The eQTL effect size was estimated using the posterior distribution \(p(\,{\beta }_{{jl}}|\,{y}_{j})\propto p(\,{y}_{j}|\,{\beta }_{{jl}})p(\,{\beta }_{{jl}})\) and the posterior mean \(E[{\beta }_{{jl}}|\,{y}_{j}]\) was computed for each variant l and used for the visualization on a UMAP (see section 1.5.2 of the Supplementary Notes for more details).

Hierarchical model for eQTL mapping and enrichment analysis

We tested genetic variants whose MAF is greater than 0.05 in a 1-Mb cis-regulatory window centered at each gene TSS. To control the FDR in a Bayesian framework, we used the hierarchical model45 to obtain the posterior probability that a gene is an eQTL as well as the posterior probability that a variant is an eQTL variant within the cis window. The model allows incorporating various genomic annotations in the gene-level and variant-level as demonstrated previously45. We used the ChIP–seq peak annotations obtained by Hagai et al.27 in conjunction with TSS proximity to estimate the contribution of epigenetic information to the eQTL variant discovery (see section 2.1 of the Supplementary Notes for more details). Note that we only consider genes expressed in at least 10% of the cells, resulting in a tested dataset of 10,748 genes. We did not introduce the gene-level prior probability to weight highly expressed genes for the eQTL discovery.
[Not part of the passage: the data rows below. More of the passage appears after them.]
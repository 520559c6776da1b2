mod algorithm;
mod bounds;
mod cell;
mod error;
mod grid_state;
mod patterns;
mod renderer;
pub mod decode;
pub mod step;
pub mod transform;

pub use algorithm::Algorithm;
pub use bounds::BoundingBox;
pub use cell::{Cell, CellState};
pub use decode::{CompositeReference, Decoded, PatternFormat};
pub use error::{DecodeError, PatternError};
pub use grid_state::GridState;
pub use patterns::{Diff, PatternDescription, presets};
pub use renderer::{RecordingRenderer, Renderer};
pub use step::{LivingSet, step, step_parallel};
pub use transform::{TransformSpec, transform};
use crate::domain::{BoundingBox, Cell};

/// Camera manages viewport and zoom for grid navigation.
/// `offset_x`/`offset_y` is the screen position of cell (0, 0)'s top-left
/// corner; grid y grows upward while screen y grows downward.
pub struct Camera {
    pub offset_x: f32,
    pub offset_y: f32,
    pub zoom: f32, // 1.0 = normal, 2.0 = 2x zoomed in
}

impl Camera {
    pub fn new() -> Self {
        Self {
            offset_x: 0.0,
            offset_y: 0.0,
            zoom: 1.0,
        }
    }

    /// Camera with the grid origin in the middle of a `width` x `height` view
    pub fn centered(width: f32, height: f32) -> Self {
        Self {
            offset_x: width / 2.0,
            offset_y: height / 2.0,
            zoom: 1.0,
        }
    }

    /// Zoom in by factor
    pub fn zoom_in(&mut self, factor: f32) {
        self.zoom = (self.zoom * factor).clamp(0.1, 10.0);
    }

    /// Zoom out by factor
    pub fn zoom_out(&mut self, factor: f32) {
        self.zoom = (self.zoom / factor).clamp(0.1, 10.0);
    }

    /// Pan camera
    pub fn pan(&mut self, dx: f32, dy: f32) {
        self.offset_x += dx;
        self.offset_y += dy;
    }

    /// Convert screen coordinates to the cell under them
    pub fn screen_to_grid(&self, screen_x: f32, screen_y: f32, cell_size: f32) -> Cell {
        let size = cell_size * self.zoom;
        let x = ((screen_x - self.offset_x) / size).floor() as i64;
        let y = -(((screen_y - self.offset_y) / size).floor() as i64);
        Cell::new(x, y)
    }

    /// Screen position of a cell's top-left corner
    pub fn grid_to_screen(&self, cell: Cell, cell_size: f32) -> (f32, f32) {
        let size = cell_size * self.zoom;
        (cell.x as f32 * size + self.offset_x, self.offset_y - cell.y as f32 * size)
    }

    /// Get visible grid bounds for culling
    pub fn visible_bounds(&self, viewport_width: f32, viewport_height: f32, cell_size: f32) -> BoundingBox {
        let top_left = self.screen_to_grid(0.0, 0.0, cell_size);
        let bottom_right = self.screen_to_grid(viewport_width, viewport_height, cell_size);
        BoundingBox {
            min_x: top_left.x,
            max_x: bottom_right.x,
            min_y: bottom_right.y,
            max_y: top_left.y,
        }
    }

    /// Put the grid origin back at the given view center, zoom 1
    pub fn reset(&mut self, width: f32, height: f32) {
        *self = Self::centered(width, height);
    }
}

impl Default for Camera {
    fn default() -> Self {
        Self::new()
    }
}

#[cfg(test)]
mod tests {
    use super::*;

    #[test]
    fn test_screen_grid_round_trip() {
        let camera = Camera::centered(200.0, 100.0);
        for cell in [Cell::new(0, 0), Cell::new(-3, 4), Cell::new(7, -2)] {
            let (sx, sy) = camera.grid_to_screen(cell, 10.0);
            // sample the middle of the cell
            assert_eq!(camera.screen_to_grid(sx + 5.0, sy + 5.0, 10.0), cell);
        }
    }

    #[test]
    fn test_y_points_up() {
        let camera = Camera::centered(200.0, 100.0);
        let above = camera.screen_to_grid(100.0, 10.0, 10.0);
        let below = camera.screen_to_grid(100.0, 90.0, 10.0);
        assert!(above.y > below.y);
    }

    #[test]
    fn test_visible_bounds() {
        let camera = Camera::centered(200.0, 100.0);
        let b = camera.visible_bounds(200.0, 100.0, 10.0);
        assert_eq!((b.min_x, b.max_x), (-10, 10));
        assert_eq!((b.min_y, b.max_y), (-5, 5));
    }
}
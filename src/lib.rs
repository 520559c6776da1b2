// Domain layer - cells, stepping, decoding, transforms
pub mod domain;

// Application layer - composition, configuration, coordination
pub mod application;

// Infrastructure layer - UI, rendering, input
pub mod ui;
pub mod rendering;
pub mod input;

// Re-exports for convenience
pub use domain::{Algorithm, Cell, GridState, PatternDescription, TransformSpec, presets};
pub use application::{Camera, Compositor, Config, GameState};
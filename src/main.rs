use macroquad::logging::error;
use macroquad::prelude::*;
use pattern_life::{
    application::{Camera, Config, FileSource, GameState, LayeredSource},
    domain::Diff,
    input::{self, PendingPlacement},
    rendering, ui,
};

fn window_conf() -> Conf {
    Conf {
        window_title: "Game of Life - Pattern Composer".to_owned(),
        window_width: 1000,
        window_height: 800,
        window_resizable: true,
        ..Default::default()
    }
}

#[macroquad::main(window_conf)]
async fn main() {
    let config = match Config::from_args(std::env::args().skip(1)) {
        Ok(config) => config,
        Err(e) => {
            error!("{}", e);
            eprintln!("usage: pattern_life [--root DIR] [--max-depth N] [--speed GPS] [--parallel] [PATTERN [X Y]]...");
            return;
        }
    };

    let source = LayeredSource::new(FileSource::new(&config.pattern_root));
    let mut state = GameState::new(source, &config);
    let mut status: Option<String> = None;

    for placement in &config.placements {
        if let Err(e) = state.place_pattern(placement.origin, &placement.path, Default::default()) {
            status = Some(e.to_string());
        }
    }

    let mut camera = Camera::centered(ui::grid_area_width(), ui::grid_area_height());
    let mut pan_anchor = None;
    let mut pending: Option<PendingPlacement> = None;
    let mut preset_index = 0;
    // resolved ghost for the pending placement, rebuilt when it changes
    let mut preview: Option<(PendingPlacement, Diff)> = None;

    loop {
        let mouse_pos = mouse_position();
        let in_grid = mouse_pos.0 < ui::grid_area_width();

        input::handle_placement_keys(&mut pending, &mut preset_index);
        if pending.as_ref() != preview.as_ref().map(|(p, _)| p) {
            preview = pending.clone().and_then(|p| {
                match state.compositor.place(Default::default(), &p.path, p.spec) {
                    Ok(diff) => Some((p, diff)),
                    Err(e) => {
                        status = Some(e.to_string());
                        None
                    }
                }
            });
            if preview.is_none() {
                pending = None;
            }
        }

        // a click that places a pattern must not also toggle a cell
        let placing = pending.is_some();
        if let Some(p) = pending.clone() {
            if in_grid && is_mouse_button_pressed(MouseButton::Left) {
                let origin = camera.screen_to_grid(mouse_pos.0, mouse_pos.1, ui::CELL_SIZE);
                status = state.place_pattern(origin, &p.path, p.spec).err().map(|e| e.to_string());
                pending = None;
            }
        }

        let buttons: Vec<_> = ui::create_buttons()
            .into_iter()
            .enumerate()
            .map(|(i, b)| b.with_active(i == 0 && state.is_running))
            .collect();
        let mut commands = input::process_button_clicks(&buttons, mouse_pos);
        commands.extend(input::poll_commands(&mut camera, mouse_pos, placing));
        state = input::apply_commands(state, commands);

        input::handle_zoom(&mut camera);
        input::handle_pan(&mut camera, mouse_pos, &mut pan_anchor);

        state = state.tick(get_frame_time());

        clear_background(BLACK);
        rendering::draw_grid(&state.grid, &camera);
        if let (Some((_, ghost)), true) = (&preview, in_grid && pending.is_some()) {
            let origin = camera.screen_to_grid(mouse_pos.0, mouse_pos.1, ui::CELL_SIZE);
            rendering::draw_pattern_preview(&ghost.clone().anchor_at(origin), &camera);
        }
        rendering::draw_controls(&state, &camera, &buttons, status.as_deref(), mouse_pos);

        next_frame().await;
    }
}
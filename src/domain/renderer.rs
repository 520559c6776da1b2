use super::Cell;

/// Drawing surface the core paints into after computing a change.
/// The simulation never depends on how (or whether) cells are shown.
pub trait Renderer {
    fn draw(&mut self, cell: Cell);
    fn erase(&mut self, cell: Cell);
}

/// Renderer that records calls, handy for headless runs and tests
#[derive(Default, Debug)]
pub struct RecordingRenderer {
    pub drawn: Vec<Cell>,
    pub erased: Vec<Cell>,
}

impl Renderer for RecordingRenderer {
    fn draw(&mut self, cell: Cell) {
        self.drawn.push(cell);
    }

    fn erase(&mut self, cell: Cell) {
        self.erased.push(cell);
    }
}
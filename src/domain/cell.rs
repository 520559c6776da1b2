/// Cell is a position on the unbounded grid.
/// `y` grows upward, so the first row of a pattern file sits at the highest y.
#[derive(Clone, Copy, PartialEq, Eq, Hash, PartialOrd, Ord, Debug, Default)]
pub struct Cell {
    pub x: i64,
    pub y: i64,
}

impl Cell {
    pub const fn new(x: i64, y: i64) -> Self {
        Self { x, y }
    }

    /// Shift the cell by (dx, dy)
    pub const fn offset(self, dx: i64, dy: i64) -> Self {
        Self::new(self.x + dx, self.y + dy)
    }

    /// The 8 cells of the Moore neighborhood
    pub fn neighbors(self) -> impl Iterator<Item = Cell> {
        (-1..=1)
            .flat_map(|dy| (-1..=1).map(move |dx| (dx, dy)))
            .filter(|&(dx, dy)| dx != 0 || dy != 0)
            .map(move |(dx, dy)| self.offset(dx, dy))
    }
}

impl From<(i64, i64)> for Cell {
    fn from((x, y): (i64, i64)) -> Self {
        Self::new(x, y)
    }
}

/// CellState is what a position holds in one generation.
#[derive(Clone, Copy, PartialEq, Debug)]
pub enum CellState {
    Dead,
    Alive,
}

impl CellState {
    pub const fn from_alive(alive: bool) -> Self {
        if alive { CellState::Alive } else { CellState::Dead }
    }

    /// Check if the cell is currently alive
    pub const fn is_alive(self) -> bool {
        matches!(self, CellState::Alive)
    }

    pub const fn toggle(self) -> Self {
        match self {
            CellState::Alive => CellState::Dead,
            CellState::Dead => CellState::Alive,
        }
    }

    /// Pure function to compute the next state based on Conway's rules:
    /// 1. Live cell with 2-3 neighbors survives
    /// 2. Dead cell with exactly 3 neighbors becomes alive
    /// 3. All other cases result in death
    pub const fn evolve(self, neighbors: u8) -> Self {
        match (self, neighbors) {
            (CellState::Alive, 2 | 3) => CellState::Alive,
            (CellState::Dead, 3) => CellState::Alive,
            _ => CellState::Dead,
        }
    }
}
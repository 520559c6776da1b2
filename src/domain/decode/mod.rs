//! Pattern file decoders.
//!
//! Each format gets its own small tokenizer; [`decode`] returns a tagged
//! result so composites stay a list of references until the compositor
//! resolves them.

pub mod composite;
pub mod plain_text;
pub mod rle;

use std::path::Path;

use super::{DecodeError, PatternDescription};
pub use composite::CompositeReference;

/// Supported pattern file formats
#[derive(Clone, Copy, Debug, PartialEq, Eq)]
pub enum PatternFormat {
    PlainText,
    Rle,
    Composite,
}

impl PatternFormat {
    /// Pick the format from the extension, falling back to the contents
    pub fn detect(path: &Path, text: &str) -> Self {
        match path.extension().and_then(|e| e.to_str()) {
            Some(ext) if ext.eq_ignore_ascii_case("rle") => PatternFormat::Rle,
            Some(ext) if ext.eq_ignore_ascii_case("cpx") => PatternFormat::Composite,
            _ => Self::sniff(text),
        }
    }

    /// An RLE header on the first non-comment line means RLE
    fn sniff(text: &str) -> Self {
        let first = text
            .lines()
            .map(str::trim)
            .find(|l| !l.is_empty() && !l.starts_with('#'));
        match first.and_then(rle::parse_header) {
            Some(_) => PatternFormat::Rle,
            None => PatternFormat::PlainText,
        }
    }
}

/// Result of decoding one file
#[derive(Clone, Debug, PartialEq)]
pub enum Decoded {
    /// Primitive formats decode straight to cells
    Cells(PatternDescription),
    /// Composite files still need their references resolved
    Composite(Vec<CompositeReference>),
}

pub fn decode(format: PatternFormat, text: &str) -> Result<Decoded, DecodeError> {
    Ok(match format {
        PatternFormat::PlainText => Decoded::Cells(plain_text::decode(text)),
        PatternFormat::Rle => Decoded::Cells(rle::decode(text)?),
        PatternFormat::Composite => Decoded::Composite(composite::decode(text)),
    })
}

#[cfg(test)]
mod tests {
    use super::*;
    use crate::domain::presets;
    use std::collections::HashSet;

    #[test]
    fn test_format_by_extension() {
        assert_eq!(PatternFormat::detect(Path::new("a/glider.rle"), ""), PatternFormat::Rle);
        assert_eq!(PatternFormat::detect(Path::new("gun.CPX"), ""), PatternFormat::Composite);
        assert_eq!(PatternFormat::detect(Path::new("block.txt"), "11\n11"), PatternFormat::PlainText);
    }

    #[test]
    fn test_format_by_content() {
        let rle = "#N thing\nx = 1, y = 1\no!";
        assert_eq!(PatternFormat::detect(Path::new("thing"), rle), PatternFormat::Rle);
        assert_eq!(PatternFormat::detect(Path::new("thing"), "010\n111"), PatternFormat::PlainText);
    }

    #[test]
    fn test_decode_is_deterministic() {
        for preset in presets::all_patterns() {
            let format = PatternFormat::detect(Path::new(preset.file_name), preset.source);
            let a = decode(format, preset.source).unwrap();
            let b = decode(format, preset.source).unwrap();
            assert_eq!(a, b, "{}", preset.file_name);
        }
    }

    #[test]
    fn test_presets_decode_to_known_populations() {
        let expected = [
            ("glider.rle", 5),
            ("blinker.rle", 3),
            ("block.txt", 4),
            ("toad.rle", 6),
            ("beacon.rle", 6),
            ("pulsar.rle", 48),
            ("lwss.rle", 9),
            ("gosper_glider_gun.rle", 36),
            ("r_pentomino.rle", 5),
            ("acorn.rle", 7),
        ];
        for (name, population) in expected {
            let preset = presets::all_patterns()
                .into_iter()
                .find(|p| p.file_name == name)
                .unwrap();
            let format = PatternFormat::detect(Path::new(name), preset.source);
            let Decoded::Cells(p) = decode(format, preset.source).unwrap() else {
                panic!("{} is not a primitive pattern", name);
            };
            let unique: HashSet<_> = p.set_cells.iter().collect();
            assert_eq!(unique.len(), population, "{}", name);
        }
    }
}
eQTL enrichment in differentially expressed genes and other annotations

The enrichment analysis was carried out based on the posterior probability Zj that the gene j is an eQTL obtained from the hierarchical model. We then computed a 2 × 2 table using a corresponding binary annotation \({X}_{j}\) (if the gene j belongs to some annotation, for example, a TATA-box, then \({X}_{j}=1\), and otherwise \({X}_{j}=0\)) or alternatively the posterior probability \({X}_{j}\in [\mathrm{0,1}]\) that the gene j is a differentially expressed gene (one of multiple differentially expressed gene categories defined above), such that

$${T}_{{kl}}=\mathop{\sum }\limits_{j=1}^{J}{(1-{X}_{j})}^{(1-k)}{(1-{Z}_{j})}^{(1-l)}{{X}_{j}}^{k}{{Z}_{j}}^{l}$$

for \(k,l=\mathrm{0,1}\). From the 2-by-2 table \(T\), we computed the log odds ratio \(r=\,\log ({T}_{00}{T}_{11}/({T}_{01}{T}_{10}))\) and its standard error \({\mathrm{Var}}(r)=(1/{T}_{00}+1/{T}_{01}+1/{T}_{10}+1/{T}_{11})\) to perform hypothesis testing. The confidence interval of the log odds ratio was given by \(r\pm 1.96\sqrt{{\mathrm{Var}}(r)}\). We also computed the P value from the Χ2 statistic \({\chi }^{2}={r}^{2}/{\rm{Var}}(r)\).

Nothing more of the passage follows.